From the opening line of the records through the line bearing "use crate::backend::FunctionBackend;", set down every line exactly.

* [Dataset entries]
*** Block opens ***

use lsf_core::{
    AppId, BuildStatus, ComponentLink, CompositionSpec, Deployment, DeploymentStatus,
    FunctionApp, FunctionAppSpec, FunctionComposition, Layout, Route, RoutingTable,
};
use lsf_scheduler::{TaskHandle, TaskPool, promise};
use lsf_state::StateStore;
use tracing::{debug, error, info, warn};

use crate::backend::FunctionBackend;
use crate::error::{ComposerError, ComposerResult};
use crate::registry::AppRegistry;

/// Final state of one composition's pipeline.
#[derive(Debug, Clone, PartialEq, Eq)]
pub enum PipelineOutcome {
    Deployed,
    /// Built, with no deployment to roll out.
    Built,
    BuildFailed(String),
    DeployFailed(String),
    /// The task pool shut down before a stage ran.
    Interrupted,
}

pub type PipelineHandle = TaskHandle<PipelineOutcome>;

/// Result of [`Composer::apply_layout_with`].
pub struct AppliedLayout {
    pub previous_key: Option<String>,
    pub active_key: String,
    pub pipelines: Vec<PipelineHandle>,
}

enum Registration {
    Added(FunctionComposition),
    /// A deployment was added to an existing composition.
    Attached(FunctionComposition, Deployment),
    Unchanged,
}

/// Deployment route target for a callee hosted in the same composition.
const LOCAL_ROUTE: &str = "local";

pub struct Composer {
    registry: Arc<AppRegistry>,
    backend: Arc<dyn FunctionBackend>,
    pool: Arc<TaskPool>,
    namespace: String,
}

impl Composer {
    pub fn new(backend: Arc<dyn FunctionBackend>, pool: Arc<TaskPool>) -> Self {
        Self {
            registry: Arc::new(AppRegistry::new(None)),
            backend,
            pool,
            namespace: "application".to_string(),
        }
    }

    /// Persist every app change to `store`.
    pub fn with_store(mut self, store: StateStore) -> Self {
        self.registry = Arc::new(AppRegistry::new(Some(store)));
        self
    }

    /// Namespace recorded on new deployments.
    pub fn with_namespace(mut self, namespace: impl Into<String>) -> Self {
        self.namespace = namespace.into();
        self
    }

    /// Load persisted apps. Pipelines that were in flight are not resumed.
    pub async fn restore(&self) -> ComposerResult<usize> {
        let count = self.registry.restore().await?;
        info!(count, "function apps restored");
        Ok(count)
    }

    pub async fn create_function_app(&self, spec: FunctionAppSpec) -> ComposerResult<FunctionApp> {
        validate_app_spec(&spec)?;

        let now = epoch_secs();
        let app = FunctionApp {
            id: uuid::Uuid::new_v4().to_string(),
            name: spec.name,
            components: spec.components,
            links: spec.links,
            latency_limit_ms: spec.latency_limit_ms,
            compositions: Vec::new(),
            layout_candidates: BTreeMap::new(),
            active_layout_key: None,
            created_at: now,
            updated_at: now,
        };
        self.registry.insert(app.clone()).await?;

        info!(
            app_id = %app.id,
            name = %app.name,
            components = app.components.len(),
            latency_limit_ms = app.latency_limit_ms,
            "function app created"
        );
        Ok(app)
    }

    pub async fn get_function_app(&self, id: &str) -> Option<FunctionApp> {
        self.registry.get(id).await
    }

    pub async fn list_function_apps(&self) -> Vec<FunctionApp> {
        self.registry.list().await
    }

    /// Delete an app with its compositions and deployments.
    pub async fn delete_function_app(&self, id: &str) -> ComposerResult<bool> {
        let existed = self.registry.remove(id).await?;
        if existed {
            info!(app_id = %id, "function app deleted");
        } else {
            debug!(app_id = %id, "function app not found, nothing to delete");
        }
        Ok(existed)
    }

    /// Register a composition and start its build→deploy pipeline.
    ///
    /// If an equivalent composition already exists and `spec.node` names a
    /// node it is not deployed on, a deployment is attached there instead:
    /// a built composition is only deployed, a failed one is rebuilt, and
    /// one still building picks the deployment up when its build finishes.
    /// Returns `None` when no new pipeline was started.
    pub async fn add_function_composition(
        &self,
        app_id: &str,
        spec: CompositionSpec,
    ) -> ComposerResult<Option<PipelineHandle>> {
        if spec.components.is_empty() {
            return Err(ComposerError::EmptyComposition(app_id.to_string()));
        }
        let id = FunctionComposition::content_id(app_id, &spec.components);
        let namespace = self.namespace.clone();

        let registration = self
            .registry
            .update(app_id, |app| {
                if let Some(missing) = spec.components.iter().find(|c| !app.has_component(c)) {
                    return Err(ComposerError::UnknownComponent {
                        app_id: app_id.to_string(),
                        component: missing.clone(),
                    });
                }

                let routes = routing_table(&app.links, &spec.components, &active_hosts(app));
                let deployment = |node: &String, status| Deployment {
                    id: deployment_id(&id, node),
                    function_composition_id: id.clone(),
                    node: node.clone(),
                    namespace: namespace.clone(),
                    routing_table: routes.clone(),
                    status,
                };

                if let Some(existing) = app.composition_mut(&id) {
                    let Some(node) = &spec.node else {
                        return Ok(Registration::Unchanged);
                    };
                    if existing.deployments.iter().any(|d| &d.node == node) {
                        return Ok(Registration::Unchanged);
                    }
                    let status = match existing.status {
                        BuildStatus::Built => DeploymentStatus::Pending,
                        _ => DeploymentStatus::WaitingForBuild,
                    };
                    let attached = deployment(node, status);
                    existing.deployments.push(attached.clone());
                    return Ok(Registration::Attached(existing.clone(), attached));
                }

                let composition = FunctionComposition {
                    id: id.clone(),
                    function_app_id: app_id.to_string(),
                    components: spec.components.clone(),
                    status: BuildStatus::Pending,
                    build: None,
                    deployments: spec
                        .node
                        .iter()
                        .map(|node| deployment(node, DeploymentStatus::WaitingForBuild))
                        .collect(),
                };
                app.compositions.push(composition.clone());
                Ok(Registration::Added(composition))
            })
            .await??;

        let node = spec.node.as_deref().unwrap_or("-");
        match registration {
            Registration::Unchanged => {
                debug!(%app_id, composition_id = %id, "composition already registered");
                Ok(None)
            }
            Registration::Added(composition) => {
                info!(%app_id, composition_id = %id, node, "composition added");
                Ok(Some(self.spawn_pipeline(app_id.to_string(), composition, true)))
            }
            Registration::Attached(mut composition, attached) => {
                info!(%app_id, composition_id = %id, node, status = ?composition.status, "deployment attached");
                match composition.status {
                    BuildStatus::Built => {
                        composition.deployments = vec![attached];
                        Ok(Some(self.spawn_pipeline(app_id.to_string(), composition, false)))
                    }
                    BuildStatus::Error => {
                        Ok(Some(self.spawn_pipeline(app_id.to_string(), composition, true)))
                    }
                    BuildStatus::Pending => Ok(None),
                }
            }
        }
    }

    /// Store layout candidates, select `active_key` and roll it out.
    pub async fn apply_layout(
        &self,
        app_id: &str,
        candidates: BTreeMap<String, Layout>,
        active_key: &str,
    ) -> ComposerResult<Vec<PipelineHandle>> {
        let applied = self
            .apply_layout_with(app_id, candidates, |_| Some(active_key.to_string()))
            .await?;
        Ok(applied.map(|a| a.pipelines).unwrap_or_default())
    }

    /// Store layout candidates and roll out the key `choose` picks.
    ///
    /// `choose` sees the app's active key under the registry lock, so
    /// concurrent callers always step from the latest key. Returning `None`
    /// leaves the app untouched.
    ///
    /// Every group of the chosen layout gets a deployment on its node.
    /// Routing tables of all active deployments are rebuilt from the
    /// layout, and deployments outside it are retired.
    pub async fn apply_layout_with(
        &self,
        app_id: &str,
        candidates: BTreeMap<String, Layout>,
        choose: impl FnOnce(Option<&str>) -> Option<String>,
    ) -> ComposerResult<Option<AppliedLayout>> {
        let namespace = self.namespace.clone();
        let rollout = self
            .registry
            .update(app_id, |app| {
                let Some(key) = choose(app.active_layout_key.as_deref()) else {
                    return Ok(None);
                };
                let Some(layout) = candidates.get(&key).cloned() else {
                    return Err(ComposerError::UnknownLayout {
                        app_id: app_id.to_string(),
                        key,
                    });
                };
                let missing = layout
                    .values()
                    .flat_map(|info| info.component_profiles.iter())
                    .find(|p| !app.has_component(&p.name));
                if let Some(profile) = missing {
                    return Err(ComposerError::UnknownComponent {
                        app_id: app_id.to_string(),
                        component: profile.name.clone(),
                    });
                }

                let previous = app.active_layout_key.replace(key.clone());
                app.layout_candidates = candidates;
                let rollout = roll_out(app, &layout, &namespace);
                Ok(Some((previous, key, layout.len(), rollout)))
            })
            .await??;

        let Some((previous_key, active_key, groups, rollout)) = rollout else {
            debug!(%app_id, "layout unchanged");
            return Ok(None);
        };
        info!(
            %app_id,
            active_key = %active_key,
            previous_key = previous_key.as_deref().unwrap_or("-"),
            groups,
            retired = rollout.retired.len(),
            "layout applied"
        );
        for deployment_id in &rollout.retired {
            debug!(%app_id, %deployment_id, "deployment retired");
        }

        let pipelines = rollout
            .pipelines
            .into_iter()
            .map(|(composition, build)| self.spawn_pipeline(app_id.to_string(), composition, build))
            .collect();
        Ok(Some(AppliedLayout {
            previous_key,
            active_key,
            pipelines,
        }))
    }

    fn spawn_pipeline(
        &self,
        app_id: AppId,
        composition: FunctionComposition,
        build: bool,
    ) -> PipelineHandle {
        let (completer, handle) = promise();
        let registry = Arc::clone(&self.registry);
        let backend = Arc::clone(&self.backend);
        let pool = Arc::clone(&self.pool);
        tokio::spawn(async move {
            let outcome = if build {
                run_pipeline(&registry, backend, &pool, &app_id, composition).await
            } else {
                run_deploy(&registry, backend, &pool, &app_id, composition).await
            };
            completer.complete(Ok(outcome));
        });
        handle
    }
}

*** Block closes ***

* [Task answer]
use lsf_core::{
    AppId, BuildStatus, ComponentLink, CompositionSpec, Deployment, DeploymentStatus,
    FunctionApp, FunctionAppSpec, FunctionComposition, Layout, Route, RoutingTable,
};
use lsf_scheduler::{TaskHandle, TaskPool, promise};
use lsf_state::StateStore;
use tracing::{debug, error, info, warn};

use crate::backend::FunctionBackend;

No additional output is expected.